* **Given records**:
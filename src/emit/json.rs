// src/emit/json.rs
// =============================================================================
// JSON output for crawl results.
//
// Two shapes:
// - crawl mode:       [ { "word": ..., "entries": [...] }, ... ]
// - single-word mode:   { "word": ..., "entries": [...] }
//
// Output is pretty-printed (2-space indent), UTF-8, and keeps non-ASCII
// characters as-is (serde_json never escapes them), so IPA like "θɪˈsɔː.rəs"
// stays readable.
//
// Writing is atomic: we write a temp file in the same directory and rename
// it over the destination. If anything fails, the destination is untouched.
//
// Nothing to write (empty corpus or no record) is not an error: we log a
// warning, create no file, and return EmitOutcome::Skipped.
// =============================================================================

use crate::error::PersistenceError;
use crate::model::WordRecord;
use serde::Serialize;
use std::io::{BufWriter, Write};
use std::path::{Path, PathBuf};
use tempfile::NamedTempFile;
use tracing::{info, warn};

/// What the emitter did.
#[derive(Debug, Clone, PartialEq, Eq)]
pub enum EmitOutcome {
    /// Output written to this path
    Written(PathBuf),
    /// Nothing to save; no file was created
    Skipped,
}

// Writes a whole crawl corpus as a JSON array
pub fn emit_corpus(corpus: &[WordRecord], path: &Path) -> Result<EmitOutcome, PersistenceError> {
    if corpus.is_empty() {
        warn!(path = %path.display(), "corpus is empty, nothing to save");
        return Ok(EmitOutcome::Skipped);
    }

    write_json_atomic(corpus, path)?;
    info!(path = %path.display(), records = corpus.len(), "saved corpus");
    Ok(EmitOutcome::Written(path.to_path_buf()))
}

// Writes one word's record as a JSON object
pub fn emit_record(
    record: Option<&WordRecord>,
    path: &Path,
) -> Result<EmitOutcome, PersistenceError> {
    let Some(record) = record else {
        warn!(path = %path.display(), "no data to save");
        return Ok(EmitOutcome::Skipped);
    };

    write_json_atomic(record, path)?;
    info!(path = %path.display(), word = %record.word, "saved word");
    Ok(EmitOutcome::Written(path.to_path_buf()))
}

// Output file for a seed word: <dir>/<seed>_data.json
//
// Path separators in the word are replaced so the file always lands in `dir`.
pub fn output_path(dir: &Path, seed: &str) -> PathBuf {
    let stem: String = seed
        .chars()
        .map(|c| if c == '/' || c == '\\' { '_' } else { c })
        .collect();
    dir.join(format!("{stem}_data.json"))
}

fn write_json_atomic<T: Serialize + ?Sized>(value: &T, path: &Path) -> Result<(), PersistenceError> {
    let io_error = |source: std::io::Error| PersistenceError::Io {
        path: path.to_path_buf(),
        source,
    };

    let dir = match path.parent() {
        Some(parent) if !parent.as_os_str().is_empty() => parent,
        _ => Path::new("."),
    };

    let mut tmp = NamedTempFile::new_in(dir).map_err(io_error)?;
    {
        let mut writer = BufWriter::new(tmp.as_file_mut());
        serde_json::to_writer_pretty(&mut writer, value)?;
        writer.write_all(b"\n").map_err(io_error)?;
        writer.flush().map_err(io_error)?;
    }

    tmp.persist(path).map_err(|e| io_error(e.error))?;
    Ok(())
}

#[cfg(test)]
mod tests {
    use super::*;
    use crate::model::{Entry, PronunciationPair};
    use std::fs;

    fn thesaurus() -> WordRecord {
        WordRecord::new(
            "thesaurus",
            vec![Entry {
                headword: Some("thesaurus".to_string()),
                part_of_speech: Some("noun".to_string()),
                pronunciation: PronunciationPair {
                    uk: "θɪˈsɔː.rəs".to_string(),
                    us: String::new(),
                },
                definitions: vec!["a type of dictionary".to_string()],
                examples: vec![],
            }],
        )
    }

    #[test]
    fn test_empty_corpus_is_skipped() {
        let dir = tempfile::tempdir().unwrap();
        let path = output_path(dir.path(), "cat");

        let outcome = emit_corpus(&[], &path).unwrap();

        assert_eq!(outcome, EmitOutcome::Skipped);
        assert!(!path.exists());
        assert_eq!(fs::read_dir(dir.path()).unwrap().count(), 0);
    }

    #[test]
    fn test_missing_record_is_skipped() {
        let dir = tempfile::tempdir().unwrap();
        let path = output_path(dir.path(), "xyzzy");
        assert_eq!(emit_record(None, &path).unwrap(), EmitOutcome::Skipped);
        assert!(!path.exists());
    }

    #[test]
    fn test_corpus_written_as_array() {
        let dir = tempfile::tempdir().unwrap();
        let path = output_path(dir.path(), "thesaurus");
        let corpus = vec![thesaurus(), WordRecord::new("dictionary", vec![])];

        let outcome = emit_corpus(&corpus, &path).unwrap();
        assert_eq!(outcome, EmitOutcome::Written(path.clone()));

        let text = fs::read_to_string(&path).unwrap();
        let parsed: Vec<WordRecord> = serde_json::from_str(&text).unwrap();
        assert_eq!(parsed, corpus);
    }

    #[test]
    fn test_record_written_as_object_with_readable_unicode() {
        let dir = tempfile::tempdir().unwrap();
        let path = output_path(dir.path(), "thesaurus");

        emit_record(Some(&thesaurus()), &path).unwrap();

        let text = fs::read_to_string(&path).unwrap();
        assert!(text.starts_with("{\n  \"word\": \"thesaurus\""));
        assert!(text.contains("θɪˈsɔː.rəs"));
        assert!(!text.contains("\\u"));
    }

    #[test]
    fn test_overwrites_existing_file() {
        let dir = tempfile::tempdir().unwrap();
        let path = output_path(dir.path(), "thesaurus");
        fs::write(&path, "old").unwrap();

        emit_record(Some(&thesaurus()), &path).unwrap();

        let value: serde_json::Value =
            serde_json::from_str(&fs::read_to_string(&path).unwrap()).unwrap();
        assert_eq!(value["word"], "thesaurus");
    }

    #[test]
    fn test_unwritable_destination_fails_cleanly() {
        let dir = tempfile::tempdir().unwrap();
        let path = dir.path().join("missing").join("cat_data.json");

        let result = emit_corpus(&[thesaurus()], &path);

        assert!(matches!(result, Err(PersistenceError::Io { .. })));
        assert!(!path.exists());
    }

    #[test]
    fn test_output_path_keeps_file_in_dir() {
        let path = output_path(Path::new("out"), "and/or");
        assert_eq!(path, Path::new("out").join("and_or_data.json"));
    }
}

* **About this task**: Repeat the entries above exactly, from the first line through the line containing "characters as-is (serde_json".

* **Task answer**:
filename src/emit/json.rs
// src/emit/json.rs
// =============================================================================
// JSON output for crawl results.
//
// Two shapes:
// - crawl mode:       [ { "word": ..., "entries": [...] }, ... ]
// - single-word mode:   { "word": ..., "entries": [...] }
//
// Output is pretty-printed (2-space indent), UTF-8, and keeps non-ASCII
// characters as-is (serde_json never escapes them), so IPA like "θɪˈsɔː.rəs"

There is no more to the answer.